---------- Information provided
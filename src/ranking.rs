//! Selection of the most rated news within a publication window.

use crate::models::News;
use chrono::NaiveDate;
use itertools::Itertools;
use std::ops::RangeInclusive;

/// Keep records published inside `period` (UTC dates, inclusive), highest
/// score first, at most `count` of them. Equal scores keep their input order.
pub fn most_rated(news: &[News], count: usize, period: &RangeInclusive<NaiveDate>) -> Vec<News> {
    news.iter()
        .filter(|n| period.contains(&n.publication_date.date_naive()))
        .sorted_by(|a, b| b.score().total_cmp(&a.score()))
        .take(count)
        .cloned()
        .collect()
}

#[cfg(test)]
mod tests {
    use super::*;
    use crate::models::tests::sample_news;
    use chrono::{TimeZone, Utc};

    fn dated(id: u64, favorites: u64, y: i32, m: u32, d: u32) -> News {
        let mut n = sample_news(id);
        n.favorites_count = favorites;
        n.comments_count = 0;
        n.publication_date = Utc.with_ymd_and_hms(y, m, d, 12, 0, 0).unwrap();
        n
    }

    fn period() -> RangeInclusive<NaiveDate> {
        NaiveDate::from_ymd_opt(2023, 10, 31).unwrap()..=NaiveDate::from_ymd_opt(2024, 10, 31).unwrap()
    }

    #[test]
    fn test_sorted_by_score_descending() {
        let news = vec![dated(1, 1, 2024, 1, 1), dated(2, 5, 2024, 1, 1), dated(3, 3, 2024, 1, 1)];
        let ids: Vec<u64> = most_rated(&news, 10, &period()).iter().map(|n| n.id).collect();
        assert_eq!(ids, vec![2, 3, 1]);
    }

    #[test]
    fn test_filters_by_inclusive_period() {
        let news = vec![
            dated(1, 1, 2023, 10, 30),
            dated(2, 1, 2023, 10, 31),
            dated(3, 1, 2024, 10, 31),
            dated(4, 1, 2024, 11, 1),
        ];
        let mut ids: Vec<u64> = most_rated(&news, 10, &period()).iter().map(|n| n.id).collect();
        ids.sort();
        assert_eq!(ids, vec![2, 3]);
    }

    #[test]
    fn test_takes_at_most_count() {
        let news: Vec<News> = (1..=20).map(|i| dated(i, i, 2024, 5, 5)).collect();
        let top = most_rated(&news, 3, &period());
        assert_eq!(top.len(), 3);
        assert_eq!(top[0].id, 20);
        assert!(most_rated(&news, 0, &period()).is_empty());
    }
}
--------------------
---------- Information provided
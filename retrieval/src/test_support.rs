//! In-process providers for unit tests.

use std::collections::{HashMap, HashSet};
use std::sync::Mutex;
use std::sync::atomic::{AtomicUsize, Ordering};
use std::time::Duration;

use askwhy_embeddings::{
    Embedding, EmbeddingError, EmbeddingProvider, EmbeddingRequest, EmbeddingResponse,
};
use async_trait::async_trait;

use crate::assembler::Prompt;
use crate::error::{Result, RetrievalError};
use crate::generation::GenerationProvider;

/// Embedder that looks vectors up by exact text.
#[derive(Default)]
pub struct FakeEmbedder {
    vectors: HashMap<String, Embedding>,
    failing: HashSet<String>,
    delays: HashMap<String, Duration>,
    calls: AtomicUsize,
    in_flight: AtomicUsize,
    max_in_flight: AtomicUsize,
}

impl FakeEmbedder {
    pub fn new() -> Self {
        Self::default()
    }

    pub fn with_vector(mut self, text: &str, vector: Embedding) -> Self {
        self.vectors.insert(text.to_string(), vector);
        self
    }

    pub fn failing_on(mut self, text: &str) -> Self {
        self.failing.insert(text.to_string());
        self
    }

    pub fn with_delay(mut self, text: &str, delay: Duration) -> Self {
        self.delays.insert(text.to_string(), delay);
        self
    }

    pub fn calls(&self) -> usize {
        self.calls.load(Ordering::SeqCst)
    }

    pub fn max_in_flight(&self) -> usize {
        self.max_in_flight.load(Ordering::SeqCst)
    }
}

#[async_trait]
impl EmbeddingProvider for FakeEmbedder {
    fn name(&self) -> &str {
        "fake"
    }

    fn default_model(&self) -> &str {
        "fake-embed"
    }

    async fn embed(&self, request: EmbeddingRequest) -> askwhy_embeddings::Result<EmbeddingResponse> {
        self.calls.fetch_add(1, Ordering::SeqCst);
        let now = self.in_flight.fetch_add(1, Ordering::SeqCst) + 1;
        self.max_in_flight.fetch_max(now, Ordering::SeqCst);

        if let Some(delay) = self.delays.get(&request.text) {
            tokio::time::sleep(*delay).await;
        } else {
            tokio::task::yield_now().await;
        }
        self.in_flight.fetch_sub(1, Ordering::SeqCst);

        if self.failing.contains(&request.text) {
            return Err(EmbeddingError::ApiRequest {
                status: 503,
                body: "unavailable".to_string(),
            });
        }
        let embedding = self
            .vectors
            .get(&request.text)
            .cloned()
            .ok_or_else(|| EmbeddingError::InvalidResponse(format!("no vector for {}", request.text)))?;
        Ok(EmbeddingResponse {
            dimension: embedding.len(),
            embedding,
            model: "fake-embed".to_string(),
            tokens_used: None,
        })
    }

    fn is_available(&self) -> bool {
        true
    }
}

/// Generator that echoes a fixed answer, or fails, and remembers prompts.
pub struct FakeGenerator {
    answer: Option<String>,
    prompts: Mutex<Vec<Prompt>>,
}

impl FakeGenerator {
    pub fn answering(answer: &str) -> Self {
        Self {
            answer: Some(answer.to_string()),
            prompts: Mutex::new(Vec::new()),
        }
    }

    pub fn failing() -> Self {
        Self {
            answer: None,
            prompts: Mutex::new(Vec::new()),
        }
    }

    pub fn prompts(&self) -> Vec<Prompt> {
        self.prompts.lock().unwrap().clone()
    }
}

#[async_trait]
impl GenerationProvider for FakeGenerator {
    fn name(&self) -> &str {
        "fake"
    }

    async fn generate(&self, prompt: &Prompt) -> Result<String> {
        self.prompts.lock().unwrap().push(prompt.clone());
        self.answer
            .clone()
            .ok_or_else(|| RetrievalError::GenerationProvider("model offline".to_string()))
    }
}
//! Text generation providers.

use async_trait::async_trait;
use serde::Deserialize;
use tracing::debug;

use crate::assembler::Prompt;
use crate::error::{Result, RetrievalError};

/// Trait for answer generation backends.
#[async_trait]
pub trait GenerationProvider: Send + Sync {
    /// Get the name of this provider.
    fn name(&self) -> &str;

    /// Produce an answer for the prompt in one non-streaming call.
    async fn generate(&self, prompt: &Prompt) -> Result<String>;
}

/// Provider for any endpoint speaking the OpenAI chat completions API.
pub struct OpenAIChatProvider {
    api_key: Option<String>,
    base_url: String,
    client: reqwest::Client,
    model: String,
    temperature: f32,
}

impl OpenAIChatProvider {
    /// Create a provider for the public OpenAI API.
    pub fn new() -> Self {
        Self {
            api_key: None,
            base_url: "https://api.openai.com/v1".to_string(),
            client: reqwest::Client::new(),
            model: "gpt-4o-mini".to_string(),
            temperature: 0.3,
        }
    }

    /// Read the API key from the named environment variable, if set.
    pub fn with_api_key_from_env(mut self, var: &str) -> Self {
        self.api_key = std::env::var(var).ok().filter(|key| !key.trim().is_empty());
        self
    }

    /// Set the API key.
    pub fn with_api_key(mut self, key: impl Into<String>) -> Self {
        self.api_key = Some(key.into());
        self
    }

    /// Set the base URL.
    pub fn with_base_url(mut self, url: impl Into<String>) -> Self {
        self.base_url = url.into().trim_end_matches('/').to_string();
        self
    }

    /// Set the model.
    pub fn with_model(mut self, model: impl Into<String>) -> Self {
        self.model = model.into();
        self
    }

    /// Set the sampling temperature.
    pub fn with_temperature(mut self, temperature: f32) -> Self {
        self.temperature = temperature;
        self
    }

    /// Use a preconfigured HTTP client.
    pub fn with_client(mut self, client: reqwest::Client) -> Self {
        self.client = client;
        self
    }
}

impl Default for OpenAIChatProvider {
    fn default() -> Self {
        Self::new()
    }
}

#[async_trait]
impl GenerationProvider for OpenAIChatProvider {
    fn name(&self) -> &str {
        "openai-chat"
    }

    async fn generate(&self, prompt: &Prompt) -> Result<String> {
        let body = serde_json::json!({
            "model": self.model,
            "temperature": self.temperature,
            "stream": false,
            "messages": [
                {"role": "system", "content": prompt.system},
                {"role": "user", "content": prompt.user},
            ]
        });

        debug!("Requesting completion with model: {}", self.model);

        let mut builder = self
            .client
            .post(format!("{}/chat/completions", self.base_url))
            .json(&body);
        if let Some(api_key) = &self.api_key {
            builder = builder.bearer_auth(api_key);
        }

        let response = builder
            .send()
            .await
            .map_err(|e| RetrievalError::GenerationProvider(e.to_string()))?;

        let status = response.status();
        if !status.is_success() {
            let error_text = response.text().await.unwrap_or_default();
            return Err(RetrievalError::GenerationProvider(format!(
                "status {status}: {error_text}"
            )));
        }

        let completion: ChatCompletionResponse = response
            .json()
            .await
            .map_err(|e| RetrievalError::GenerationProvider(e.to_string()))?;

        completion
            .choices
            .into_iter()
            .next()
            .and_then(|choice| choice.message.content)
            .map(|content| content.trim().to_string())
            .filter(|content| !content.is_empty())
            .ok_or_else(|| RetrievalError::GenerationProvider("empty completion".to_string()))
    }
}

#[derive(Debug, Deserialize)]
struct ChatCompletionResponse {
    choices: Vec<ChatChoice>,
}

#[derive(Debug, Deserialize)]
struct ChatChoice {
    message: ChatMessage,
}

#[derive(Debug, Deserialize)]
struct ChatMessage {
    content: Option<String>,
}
--------------------
Work to be completed:
Reproduce exactly the entries above, limited to the lines from the one with "filename src/ranking.rs" through the one with "n.comments_count = 0;", both included.

Solution to this exercise:
filename src/ranking.rs
//! Selection of the most rated news within a publication window.

use crate::models::News;
use chrono::NaiveDate;
use itertools::Itertools;
use std::ops::RangeInclusive;

/// Keep records published inside `period` (UTC dates, inclusive), highest
/// score first, at most `count` of them. Equal scores keep their input order.
pub fn most_rated(news: &[News], count: usize, period: &RangeInclusive<NaiveDate>) -> Vec<News> {
    news.iter()
        .filter(|n| period.contains(&n.publication_date.date_naive()))
        .sorted_by(|a, b| b.score().total_cmp(&a.score()))
        .take(count)
        .cloned()
        .collect()
}

#[cfg(test)]
mod tests {
    use super::*;
    use crate::models::tests::sample_news;
    use chrono::{TimeZone, Utc};

    fn dated(id: u64, favorites: u64, y: i32, m: u32, d: u32) -> News {
        let mut n = sample_news(id);
        n.favorites_count = favorites;
        n.comments_count = 0;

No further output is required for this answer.